Par Ophélie Chavaroche.
Boston, 1966. Une étudiante se cache dans les buissons près de la ligne de départ du célèbre marathon de la ville. Elle dissimule ses cheveux longs sous une capuche. Soudain, elle s’élance parmi les coureurs. Bobbi Gibb est la toute première femme à participer au marathon de Boston, et elle est contrainte de le faire en douce, sans dossard officiel. La jeune femme a bien envoyé sa candidature, mais Will Cloney, le directeur de la course, a refusé de l’inscrire au motif que les femmes seraient physiologiquement incapables d’un tel effort.
Or ce qu’ignore Will Cloney - entre autres choses car il n’a guère l’air d’être le couteau le plus affûté du tiroir - c’est que Bobbi court depuis toujours. Qu’elle s’y voue corps et âme, filant dans les bois autour de chez elle malgré les ragots du quartier.
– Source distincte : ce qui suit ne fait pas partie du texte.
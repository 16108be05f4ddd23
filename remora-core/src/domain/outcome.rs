//! Orchestration outcome types

use serde::{Deserialize, Serialize};
use std::path::PathBuf;
use std::time::Duration;

use crate::domain::status::JobStatus;

/// Why a local wait stopped before the remote job finished
///
/// The remote job keeps running in both cases.
#[derive(Debug, Clone, Copy, PartialEq, Eq, Serialize, Deserialize)]
pub enum CancelReason {
    /// The caller cancelled (e.g. Ctrl-C)
    User,
    /// The local maximum elapsed time was reached
    Timeout,
}

/// How a run ended from the orchestrator's point of view
#[derive(Debug, Clone, Copy, PartialEq, Eq, Serialize, Deserialize)]
pub enum PollOutcome {
    /// A terminal status was observed, or `Unknown` after too many
    /// consecutive transient failures
    Terminal(JobStatus),
    /// The local wait was abandoned
    Cancelled(CancelReason),
    /// The job was submitted without waiting
    Detached,
}

/// Result of driving one job handle
#[derive(Debug, Clone, PartialEq, Eq, Serialize, Deserialize)]
pub struct PollResult {
    pub outcome: PollOutcome,
    pub elapsed: Duration,
    pub attempts: u32,
}

impl PollResult {
    /// The final remote status, if one was reached
    pub fn status(&self) -> Option<JobStatus> {
        match self.outcome {
            PollOutcome::Terminal(status) => Some(status),
            PollOutcome::Cancelled(_) | PollOutcome::Detached => None,
        }
    }

    pub fn is_success(&self) -> bool {
        self.status() == Some(JobStatus::Succeeded)
    }

    pub fn is_cancelled(&self) -> bool {
        matches!(self.outcome, PollOutcome::Cancelled(_))
    }
}

/// Whether the caller waits for the job after submitting it
#[derive(Debug, Clone, Copy, PartialEq, Eq)]
pub enum WaitMode {
    /// Submit and return the handle immediately
    Detached,
    /// Poll until a terminal state; `timeout` overrides the configured
    /// maximum elapsed time when set
    Blocking { timeout: Option<Duration> },
}

impl Default for WaitMode {
    fn default() -> Self {
        WaitMode::Blocking { timeout: None }
    }
}

/// Files copied from a job's artifact tree
#[derive(Debug, Clone, Default, PartialEq, Eq, Serialize, Deserialize)]
pub struct FetchResult {
    /// Directory the tree was mirrored into
    pub local_dir: PathBuf,
    /// Relative paths, in copy order
    pub files: Vec<String>,
    /// Total bytes written
    pub bytes: u64,
}

impl FetchResult {
    pub fn new(local_dir: impl Into<PathBuf>) -> Self {
        Self {
            local_dir: local_dir.into(),
            files: Vec::new(),
            bytes: 0,
        }
    }

    pub fn is_empty(&self) -> bool {
        self.files.is_empty()
    }
}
Qu’elle a traversé les États-Unis avec son malamute dans un combi VW, de la côte est à la côte ouest, pour s’entraîner à courir dans les paysages les plus sauvages du pays. Alors peu lui importe qu’on lui répète que cette activité n’est pas convenable pour une jeune fille, rien ne peut arrêter sa quête de liberté.
Dans les années 1950-1960 aux Etats-Unis, le sport au féminin a une fonction purement hygiénique : maintenir sa masse musculaire, exercer son cœur, réguler les troubles psychiques. C’est le tennis qu’on recommande aux femmes, pour son élégance, ou bien la natation, à petites doses. La danse et la gymnastique ont bonne presse, car on s’imagine qu’elles préparent le corps à la maternité. Mais la course à pied ? Certainement pas. Les médecins s’inquiètent que l’effort intense puisse nuire aux fonctions reproductives des coureuses. On raconte à celles qui désobéissent que leur utérus risque de tomber ! Et puis, de quoi une femme aurait-elle l’air au milieu des marathoniens ?
C’est précisément ce qu’est en train de faire Bobbi Gibb, et tout va vraiment bien pour elle. Alors qu’elle se débarrasse de sa capuche, les coureurs se montrent d’abord surpris, puis solidaires, et la foule applaudit. Bobbi franchit la ligne d’arrivée au bout de 3h 21 minutes et 40 secondes : les deux tiers des participants, tous masculins, sont derrière elle.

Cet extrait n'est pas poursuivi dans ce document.